**Problem to work on**:
What is the number of lines in the data below that contain "level"? Answer with that number and no other words.

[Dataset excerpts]

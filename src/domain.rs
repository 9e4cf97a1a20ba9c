use serde::Serialize;
use tokio::time::Instant;

/// one validated radar sentence
///
/// only ever built by frame.rs from a well formed sentence, so every
/// field is meaningful. `distance_meters` is `None` when the sensor left
/// the distance field empty or sent something that is not a number.
#[derive(Clone, Copy, Debug, PartialEq)]
pub struct SensorReading {
    pub motion_detected: bool,
    pub distance_meters: Option<f64>,
    pub observed_at: Instant,
}

/// everything the two loops share
///
/// `latest_reading` is `None` until the first valid sentence arrives; the
/// web page shows the "initializing" tokens for that state.
#[derive(Clone, Copy, Debug, Default, PartialEq)]
pub struct TelemetryState {
    pub latest_reading: Option<SensorReading>,
    pub last_alert_at: Option<Instant>,
}

/// human readable motion token shown on the page
#[derive(Clone, Copy, Debug, PartialEq, Eq)]
pub enum MotionStatus {
    Initializing,
    Detected,
    Clear,
}

impl MotionStatus {
    pub fn as_str(self) -> &'static str {
        match self {
            MotionStatus::Initializing => "Initializing...",
            MotionStatus::Detected => "MOTION DETECTED!!",
            MotionStatus::Clear => "No Motion Detected",
        }
    }
}

impl From<Option<&SensorReading>> for MotionStatus {
    fn from(reading: Option<&SensorReading>) -> Self {
        match reading {
            None => MotionStatus::Initializing,
            Some(r) if r.motion_detected => MotionStatus::Detected,
            Some(_) => MotionStatus::Clear,
        }
    }
}

pub const UNKNOWN_DISTANCE: &str = "Unknown";

/// body of the data endpoint: exactly two string keys
#[derive(Clone, Debug, PartialEq, Serialize)]
pub struct DataPayload {
    pub motion_status: &'static str,
    pub distance: String,
}

impl From<&TelemetryState> for DataPayload {
    fn from(state: &TelemetryState) -> Self {
        let reading = state.latest_reading.as_ref();
        let distance = reading
            .and_then(|r| r.distance_meters)
            .map(format_distance)
            .unwrap_or_else(|| UNKNOWN_DISTANCE.to_string());

        Self {
            motion_status: MotionStatus::from(reading).as_str(),
            distance,
        }
    }
}

/// decimal text for a distance; whole numbers keep one decimal ("2.0")
pub fn format_distance(meters: f64) -> String {
    if meters.fract() == 0.0 && meters.abs() < 1e15 {
        format!("{meters:.1}")
    } else {
        format!("{meters}")
    }
}

#[cfg(test)]
mod tests {
    use super::*;

    fn reading(motion: bool, distance: Option<f64>) -> SensorReading {
        SensorReading {
            motion_detected: motion,
            distance_meters: distance,
            observed_at: Instant::now(),
        }
    }

    #[test]
    fn fresh_state_reports_initializing_and_unknown() {
        let payload = DataPayload::from(&TelemetryState::default());
        assert_eq!(payload.motion_status, "Initializing...");
        assert_eq!(payload.distance, "Unknown");
    }

    #[test]
    fn motion_with_distance() {
        let state = TelemetryState {
            latest_reading: Some(reading(true, Some(2.5))),
            last_alert_at: None,
        };
        let payload = DataPayload::from(&state);
        assert_eq!(payload.motion_status, "MOTION DETECTED!!");
        assert_eq!(payload.distance, "2.5");
    }

    #[test]
    fn no_motion_without_distance() {
        let state = TelemetryState {
            latest_reading: Some(reading(false, None)),
            last_alert_at: None,
        };
        let payload = DataPayload::from(&state);
        assert_eq!(payload.motion_status, "No Motion Detected");
        assert_eq!(payload.distance, "Unknown");
    }

    #[test]
    fn whole_distances_keep_one_decimal() {
        assert_eq!(format_distance(2.0), "2.0");
        assert_eq!(format_distance(0.0), "0.0");
        assert_eq!(format_distance(1.234), "1.234");
    }

    #[test]
    fn payload_serializes_with_both_keys_as_strings() {
        let state = TelemetryState {
            latest_reading: Some(reading(true, Some(2.5))),
            last_alert_at: None,
        };
        let json = serde_json::to_value(DataPayload::from(&state)).unwrap();
        assert_eq!(
            json,
            serde_json::json!({"motion_status": "MOTION DETECTED!!", "distance": "2.5"})
        );
    }
}
//! ==============================================================================
//! config.rs - Runtime Configuration Loader
//! ==============================================================================
//!
//! purpose:
//!     defines the schema for `bridge.toml`.
//!     loads configuration from file or falls back to defaults.
//!
//! structure:
//!     - SerialConfig: uart device, baud rate, read chunk and idle interval.
//!     - ServerConfig: listen address, buffer sizes, data endpoint marker.
//!     - AlertConfig: telegram credentials and the throttle interval.
//!     - LoggingConfig: default log filter.
//!
//! secrets:
//!     bot token and chat id can come from MOTION_BRIDGE_BOT_TOKEN and
//!     MOTION_BRIDGE_CHAT_ID so they stay out of the config file.
//!
//! ==============================================================================

use anyhow::Context;
use serde::Deserialize;
use std::path::{Path, PathBuf};
use std::time::Duration;

pub const BOT_TOKEN_ENV: &str = "MOTION_BRIDGE_BOT_TOKEN";
pub const CHAT_ID_ENV: &str = "MOTION_BRIDGE_CHAT_ID";

/// Root configuration structure
#[derive(Debug, Deserialize, Clone, Default)]
#[serde(default)]
pub struct BridgeConfig {
    pub serial: SerialConfig,
    pub server: ServerConfig,
    pub alert: AlertConfig,
    pub logging: LoggingConfig,
}

#[derive(Debug, Deserialize, Clone)]
#[serde(default)]
pub struct SerialConfig {
    pub device: String,
    pub baud_rate: u32,
    /// largest read per tick
    pub chunk_size: usize,
    /// sleep between checks when nothing is pending
    pub poll_interval_ms: u64,
}

impl Default for SerialConfig {
    fn default() -> Self {
        Self {
            device: "/dev/serial0".to_string(),
            baud_rate: 9600,
            chunk_size: 128,
            poll_interval_ms: 500,
        }
    }
}

#[derive(Debug, Deserialize, Clone)]
#[serde(default)]
pub struct ServerConfig {
    pub bind_address: String,
    pub port: u16,
    /// bytes read from a client before dispatching
    pub request_buffer: usize,
    /// largest single write of the page body
    pub write_chunk: usize,
    pub read_timeout_secs: u64,
    /// substring of the request line that selects the json endpoint
    pub data_marker: String,
    /// html file served instead of the built-in page
    pub page_path: Option<PathBuf>,
}

impl Default for ServerConfig {
    fn default() -> Self {
        Self {
            bind_address: "0.0.0.0".to_string(),
            port: 80,
            request_buffer: 1024,
            write_chunk: 512,
            read_timeout_secs: 5,
            data_marker: "GET /data".to_string(),
            page_path: None,
        }
    }
}

impl ServerConfig {
    pub fn read_timeout(&self) -> Duration {
        Duration::from_secs(self.read_timeout_secs)
    }
}

#[derive(Debug, Deserialize, Clone)]
#[serde(default)]
pub struct AlertConfig {
    pub enabled: bool,
    pub api_base: String,
    pub bot_token: String,
    pub chat_id: String,
    pub min_interval_secs: u64,
    pub message: String,
    pub request_timeout_secs: u64,
}

impl Default for AlertConfig {
    fn default() -> Self {
        Self {
            enabled: true,
            api_base: "https://api.telegram.org".to_string(),
            bot_token: String::new(),
            chat_id: String::new(),
            min_interval_secs: 30,
            message: "Motion Detected!".to_string(),
            request_timeout_secs: 10,
        }
    }
}

impl AlertConfig {
    pub fn min_interval(&self) -> Duration {
        Duration::from_secs(self.min_interval_secs)
    }

    pub fn has_credentials(&self) -> bool {
        !self.bot_token.trim().is_empty() && !self.chat_id.trim().is_empty()
    }
}

#[derive(Debug, Deserialize, Clone)]
#[serde(default)]
pub struct LoggingConfig {
    pub level: String,
    /// log every accepted reading
    pub show_sensor_data: bool,
}

impl Default for LoggingConfig {
    fn default() -> Self {
        Self {
            level: "info".to_string(),
            show_sensor_data: false,
        }
    }
}

impl BridgeConfig {
    /// Load configuration from file
    pub fn load<P: AsRef<Path>>(path: P) -> anyhow::Result<Self> {
        let content = std::fs::read_to_string(path.as_ref())
            .with_context(|| format!("failed to read config file {}", path.as_ref().display()))?;

        Self::parse(&content)
    }

    pub fn parse(content: &str) -> anyhow::Result<Self> {
        toml::from_str(content).context("failed to parse config")
    }

    /// Load with default fallback, then apply environment overrides
    pub fn load_or_default() -> Self {
        let paths = [
            PathBuf::from("config").join("bridge.toml"),
            PathBuf::from("..").join("config").join("bridge.toml"),
        ];

        let mut config = None;
        for path in &paths {
            if path.exists() {
                match Self::load(path) {
                    Ok(c) => {
                        tracing::info!("config loaded from {}", path.display());
                        config = Some(c);
                        break;
                    }
                    Err(e) => {
                        tracing::warn!("failed to load {}: {:#}", path.display(), e);
                    }
                }
            }
        }

        let mut config = config.unwrap_or_else(|| {
            tracing::warn!("no config file found - using defaults");
            Self::default()
        });
        config.apply_env_overrides(|key| std::env::var(key).ok());
        config
    }

    /// override secrets from the environment; `lookup` is `std::env::var` outside tests
    pub fn apply_env_overrides<F>(&mut self, lookup: F)
    where
        F: Fn(&str) -> Option<String>,
    {
        if let Some(token) = lookup(BOT_TOKEN_ENV).filter(|v| !v.is_empty()) {
            self.alert.bot_token = token;
        }
        if let Some(chat_id) = lookup(CHAT_ID_ENV).filter(|v| !v.is_empty()) {
            self.alert.chat_id = chat_id;
        }
    }

    /// Log configuration summary, secrets redacted
    pub fn log_summary(&self) {
        tracing::info!(
            device = %self.serial.device,
            baud = self.serial.baud_rate,
            chunk = self.serial.chunk_size,
            poll_ms = self.serial.poll_interval_ms,
            "serial"
        );
        let addr = format!("{}:{}", self.server.bind_address, self.server.port);
        tracing::info!(
            addr = %addr,
            marker = %self.server.data_marker,
            read_timeout_s = self.server.read_timeout_secs,
            "server"
        );
        let credentials = if self.alert.has_credentials() { "set" } else { "missing" };
        tracing::info!(
            enabled = self.alert.enabled,
            credentials,
            min_interval_s = self.alert.min_interval_secs,
            "alert"
        );
    }
}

**Answer to this exercise**:
2